__Records shown__:
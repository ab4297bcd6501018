// Copyright 2024 The PJJ Authors
//
// Licensed under the Apache License, Version 2.0 (the "License");
// you may not use this file except in compliance with the License.
// You may obtain a copy of the License at
//
// https://www.apache.org/licenses/LICENSE-2.0
//
// Unless required by applicable law or agreed to in writing, software
// distributed under the License is distributed on an "AS IS" BASIS,
// WITHOUT WARRANTIES OR CONDITIONS OF ANY KIND, either express or implied.
// See the License for the specific language governing permissions and
// limitations under the License.

#![allow(missing_docs)]

use std::sync::{Arc, Mutex};

use chrono::DateTime;
use rand::prelude::*;
use rand_chacha::ChaCha20Rng;

use crate::backend::{ChangeId, Signature, Timestamp};
use crate::object_id::ObjectId as _;

#[derive(Debug, Clone)]
pub struct UserSettings {
    config: config::Config,
    timestamp: Option<Timestamp>,
    rng: Arc<JJRng>,
}

impl UserSettings {
    pub fn from_config(config: config::Config) -> Self {
        let timestamp = match config.get_string("user.timestamp") {
            Ok(timestamp_str) => match DateTime::parse_from_rfc3339(&timestamp_str) {
                Ok(datetime) => Some(Timestamp::from_datetime(datetime)),
                Err(_) => None,
            },
            Err(_) => None,
        };
        let rng_seed = config
            .get_string("debug.randomness-seed")
            .ok()
            .and_then(|seed| seed.parse::<u64>().ok());
        UserSettings {
            config,
            timestamp,
            rng: Arc::new(JJRng::new(rng_seed)),
        }
    }

    pub fn user_name(&self) -> String {
        self.config
            .get_string("user.name")
            .unwrap_or_else(|_| "(no name configured)".to_string())
    }

    pub fn user_email(&self) -> String {
        self.config
            .get_string("user.email")
            .unwrap_or_else(|_| "(no email configured)".to_string())
    }

    pub fn operation_username(&self) -> String {
        self.config
            .get_string("operation.username")
            .unwrap_or_else(|_| whoami::username())
    }

    pub fn operation_hostname(&self) -> String {
        self.config
            .get_string("operation.hostname")
            .unwrap_or_else(|_| whoami::fallible::hostname().unwrap_or_else(|_| "unknown".into()))
    }

    pub fn signature(&self) -> Signature {
        let timestamp = self.timestamp.clone().unwrap_or_else(Timestamp::now);
        Signature {
            name: self.user_name(),
            email: self.user_email(),
            timestamp,
        }
    }

    pub fn operation_timestamp(&self) -> Timestamp {
        self.timestamp.clone().unwrap_or_else(Timestamp::now)
    }

    /// Freshly generated 256-bit change id.
    pub fn new_change_id(&self) -> ChangeId {
        let mut bytes = [0u8; 32];
        self.rng.fill_bytes(&mut bytes);
        ChangeId::from_bytes(&bytes)
    }

    pub fn config(&self) -> &config::Config {
        &self.config
    }
}

/// The change-id RNG. Seedable through `debug.randomness-seed` so tests get
/// deterministic ids.
#[derive(Debug)]
struct JJRng(Mutex<ChaCha20Rng>);

impl JJRng {
    fn new(seed: Option<u64>) -> Self {
        let rng = match seed {
            Some(seed) => ChaCha20Rng::seed_from_u64(seed),
            None => ChaCha20Rng::from_entropy(),
        };
        JJRng(Mutex::new(rng))
    }

    fn fill_bytes(&self, dest: &mut [u8]) {
        self.0.lock().unwrap().fill_bytes(dest);
    }
}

__Directions__: Every line that holds the word "UserSettings" should be copied from the records above.

__Task result__:
pub struct UserSettings {
impl UserSettings {
        UserSettings {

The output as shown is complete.